» EXERCISE PROMPT
Please report, as a single number, how many lines in the entries include the string "endpoint".

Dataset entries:
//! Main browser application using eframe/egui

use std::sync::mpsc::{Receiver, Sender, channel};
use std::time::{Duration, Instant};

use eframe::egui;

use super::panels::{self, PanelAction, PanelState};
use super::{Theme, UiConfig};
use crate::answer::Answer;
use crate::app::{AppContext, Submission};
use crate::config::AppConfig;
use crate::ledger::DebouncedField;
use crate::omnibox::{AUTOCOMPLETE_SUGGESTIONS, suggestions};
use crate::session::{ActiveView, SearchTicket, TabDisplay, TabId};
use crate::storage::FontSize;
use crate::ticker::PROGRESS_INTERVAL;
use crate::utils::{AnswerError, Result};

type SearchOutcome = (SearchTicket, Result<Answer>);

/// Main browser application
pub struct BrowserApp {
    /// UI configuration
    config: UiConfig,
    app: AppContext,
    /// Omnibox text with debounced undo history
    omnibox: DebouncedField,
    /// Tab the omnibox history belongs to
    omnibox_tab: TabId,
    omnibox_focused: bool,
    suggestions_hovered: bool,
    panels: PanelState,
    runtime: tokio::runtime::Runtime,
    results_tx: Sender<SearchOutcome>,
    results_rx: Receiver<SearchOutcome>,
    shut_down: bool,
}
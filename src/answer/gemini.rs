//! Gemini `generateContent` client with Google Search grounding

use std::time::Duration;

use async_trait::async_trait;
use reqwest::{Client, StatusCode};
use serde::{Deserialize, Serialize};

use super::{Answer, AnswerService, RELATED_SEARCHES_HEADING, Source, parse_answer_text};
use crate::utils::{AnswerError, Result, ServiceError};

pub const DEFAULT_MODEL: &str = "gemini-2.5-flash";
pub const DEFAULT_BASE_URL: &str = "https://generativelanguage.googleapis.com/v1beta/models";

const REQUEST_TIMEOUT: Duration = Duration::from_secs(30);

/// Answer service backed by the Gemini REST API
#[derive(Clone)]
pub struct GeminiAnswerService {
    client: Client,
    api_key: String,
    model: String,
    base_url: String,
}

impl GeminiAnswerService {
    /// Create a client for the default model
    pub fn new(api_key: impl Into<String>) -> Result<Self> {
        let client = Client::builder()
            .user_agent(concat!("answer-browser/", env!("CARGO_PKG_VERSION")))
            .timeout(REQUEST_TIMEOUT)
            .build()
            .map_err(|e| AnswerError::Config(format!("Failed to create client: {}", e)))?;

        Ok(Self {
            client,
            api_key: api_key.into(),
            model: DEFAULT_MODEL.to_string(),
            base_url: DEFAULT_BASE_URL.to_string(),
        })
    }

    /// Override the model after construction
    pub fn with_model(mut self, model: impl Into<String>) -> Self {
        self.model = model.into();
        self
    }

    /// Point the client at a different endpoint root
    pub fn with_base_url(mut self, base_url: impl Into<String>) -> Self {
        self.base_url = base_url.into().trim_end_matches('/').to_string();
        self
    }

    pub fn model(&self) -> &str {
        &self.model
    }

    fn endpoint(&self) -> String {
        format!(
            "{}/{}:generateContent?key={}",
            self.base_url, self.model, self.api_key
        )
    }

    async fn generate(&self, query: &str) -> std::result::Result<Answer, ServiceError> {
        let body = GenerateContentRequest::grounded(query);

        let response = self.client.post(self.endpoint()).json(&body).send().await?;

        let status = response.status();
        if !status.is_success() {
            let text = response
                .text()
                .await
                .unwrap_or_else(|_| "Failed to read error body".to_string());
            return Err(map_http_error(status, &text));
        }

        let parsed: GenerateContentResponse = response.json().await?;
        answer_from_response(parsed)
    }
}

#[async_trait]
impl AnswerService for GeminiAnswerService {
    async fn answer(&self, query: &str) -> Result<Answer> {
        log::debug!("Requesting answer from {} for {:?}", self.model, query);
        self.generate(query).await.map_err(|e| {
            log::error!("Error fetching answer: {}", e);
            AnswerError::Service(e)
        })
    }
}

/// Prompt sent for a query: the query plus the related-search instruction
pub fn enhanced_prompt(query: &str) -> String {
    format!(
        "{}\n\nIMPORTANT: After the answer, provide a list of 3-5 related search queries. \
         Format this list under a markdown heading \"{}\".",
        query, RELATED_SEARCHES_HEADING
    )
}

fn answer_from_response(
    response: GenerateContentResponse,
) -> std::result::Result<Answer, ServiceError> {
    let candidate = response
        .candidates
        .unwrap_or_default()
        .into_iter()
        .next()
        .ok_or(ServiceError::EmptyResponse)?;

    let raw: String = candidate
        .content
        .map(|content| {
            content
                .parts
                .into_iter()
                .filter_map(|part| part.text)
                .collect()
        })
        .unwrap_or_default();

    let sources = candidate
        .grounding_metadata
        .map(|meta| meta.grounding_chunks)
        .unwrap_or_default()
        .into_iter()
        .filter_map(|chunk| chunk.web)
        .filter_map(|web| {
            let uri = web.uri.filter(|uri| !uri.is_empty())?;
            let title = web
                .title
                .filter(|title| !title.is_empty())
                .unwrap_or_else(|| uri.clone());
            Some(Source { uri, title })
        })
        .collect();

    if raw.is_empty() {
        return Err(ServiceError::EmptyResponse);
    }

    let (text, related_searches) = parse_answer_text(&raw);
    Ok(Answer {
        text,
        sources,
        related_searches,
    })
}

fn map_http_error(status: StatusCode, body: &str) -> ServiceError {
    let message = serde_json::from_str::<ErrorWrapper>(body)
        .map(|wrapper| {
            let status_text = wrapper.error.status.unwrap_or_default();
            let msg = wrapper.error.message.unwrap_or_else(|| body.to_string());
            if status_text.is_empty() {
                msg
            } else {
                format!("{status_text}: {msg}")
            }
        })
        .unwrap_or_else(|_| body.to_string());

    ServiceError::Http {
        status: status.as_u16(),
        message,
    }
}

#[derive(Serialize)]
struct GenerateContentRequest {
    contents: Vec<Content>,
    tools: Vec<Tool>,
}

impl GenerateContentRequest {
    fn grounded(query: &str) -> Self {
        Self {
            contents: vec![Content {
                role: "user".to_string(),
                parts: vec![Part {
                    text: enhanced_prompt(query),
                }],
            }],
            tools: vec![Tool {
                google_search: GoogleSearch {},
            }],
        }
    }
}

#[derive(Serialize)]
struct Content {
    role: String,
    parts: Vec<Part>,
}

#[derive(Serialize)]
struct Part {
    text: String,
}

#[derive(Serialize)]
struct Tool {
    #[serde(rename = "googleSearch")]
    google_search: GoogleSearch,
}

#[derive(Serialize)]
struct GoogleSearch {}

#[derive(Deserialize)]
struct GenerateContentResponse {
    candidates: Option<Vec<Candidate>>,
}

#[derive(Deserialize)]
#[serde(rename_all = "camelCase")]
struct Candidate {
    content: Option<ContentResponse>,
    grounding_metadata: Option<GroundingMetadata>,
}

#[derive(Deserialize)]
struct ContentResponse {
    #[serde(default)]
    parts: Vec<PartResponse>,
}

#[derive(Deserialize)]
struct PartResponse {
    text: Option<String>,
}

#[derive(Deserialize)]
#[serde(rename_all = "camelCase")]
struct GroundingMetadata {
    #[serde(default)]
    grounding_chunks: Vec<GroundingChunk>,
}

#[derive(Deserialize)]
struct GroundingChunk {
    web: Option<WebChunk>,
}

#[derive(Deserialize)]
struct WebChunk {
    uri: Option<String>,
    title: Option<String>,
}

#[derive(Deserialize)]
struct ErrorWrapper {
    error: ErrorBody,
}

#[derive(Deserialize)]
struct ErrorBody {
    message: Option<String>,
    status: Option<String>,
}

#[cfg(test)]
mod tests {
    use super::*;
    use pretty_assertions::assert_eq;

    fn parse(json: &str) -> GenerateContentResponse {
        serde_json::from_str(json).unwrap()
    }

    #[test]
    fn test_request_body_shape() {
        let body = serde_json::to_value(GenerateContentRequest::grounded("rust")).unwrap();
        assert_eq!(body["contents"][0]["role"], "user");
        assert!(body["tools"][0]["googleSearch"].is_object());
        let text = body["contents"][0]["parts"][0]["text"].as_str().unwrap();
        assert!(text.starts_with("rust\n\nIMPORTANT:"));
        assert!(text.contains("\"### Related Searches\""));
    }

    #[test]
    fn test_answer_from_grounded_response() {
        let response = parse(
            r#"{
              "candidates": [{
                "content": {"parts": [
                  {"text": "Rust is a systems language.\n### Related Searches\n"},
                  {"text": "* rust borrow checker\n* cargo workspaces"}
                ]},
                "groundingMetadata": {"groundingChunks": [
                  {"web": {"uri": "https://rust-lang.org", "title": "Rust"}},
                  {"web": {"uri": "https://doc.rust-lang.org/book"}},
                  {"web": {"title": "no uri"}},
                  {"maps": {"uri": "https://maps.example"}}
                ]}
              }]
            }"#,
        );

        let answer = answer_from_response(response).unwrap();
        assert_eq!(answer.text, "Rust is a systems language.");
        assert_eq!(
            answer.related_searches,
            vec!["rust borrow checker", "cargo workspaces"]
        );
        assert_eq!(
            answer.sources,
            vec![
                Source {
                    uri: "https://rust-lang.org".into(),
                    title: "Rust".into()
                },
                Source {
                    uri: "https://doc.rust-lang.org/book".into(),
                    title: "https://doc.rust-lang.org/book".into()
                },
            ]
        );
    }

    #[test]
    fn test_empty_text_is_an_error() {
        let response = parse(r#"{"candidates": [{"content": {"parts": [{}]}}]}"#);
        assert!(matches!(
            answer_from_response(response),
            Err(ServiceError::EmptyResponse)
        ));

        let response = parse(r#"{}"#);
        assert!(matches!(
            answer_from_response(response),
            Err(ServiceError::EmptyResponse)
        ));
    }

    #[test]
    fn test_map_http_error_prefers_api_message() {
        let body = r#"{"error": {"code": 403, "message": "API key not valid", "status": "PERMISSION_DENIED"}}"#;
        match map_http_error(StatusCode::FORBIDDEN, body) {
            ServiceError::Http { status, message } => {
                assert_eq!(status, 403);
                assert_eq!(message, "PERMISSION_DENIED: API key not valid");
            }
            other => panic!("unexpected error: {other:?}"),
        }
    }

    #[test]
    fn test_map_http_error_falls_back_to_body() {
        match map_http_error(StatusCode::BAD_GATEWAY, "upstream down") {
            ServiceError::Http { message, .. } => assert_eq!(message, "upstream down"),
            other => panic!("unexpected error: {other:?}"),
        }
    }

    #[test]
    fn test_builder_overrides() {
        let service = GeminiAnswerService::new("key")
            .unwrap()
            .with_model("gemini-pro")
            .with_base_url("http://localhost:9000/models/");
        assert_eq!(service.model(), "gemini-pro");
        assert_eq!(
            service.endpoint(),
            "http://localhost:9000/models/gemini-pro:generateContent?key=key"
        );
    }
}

» OUTPUT OF THE TASK
4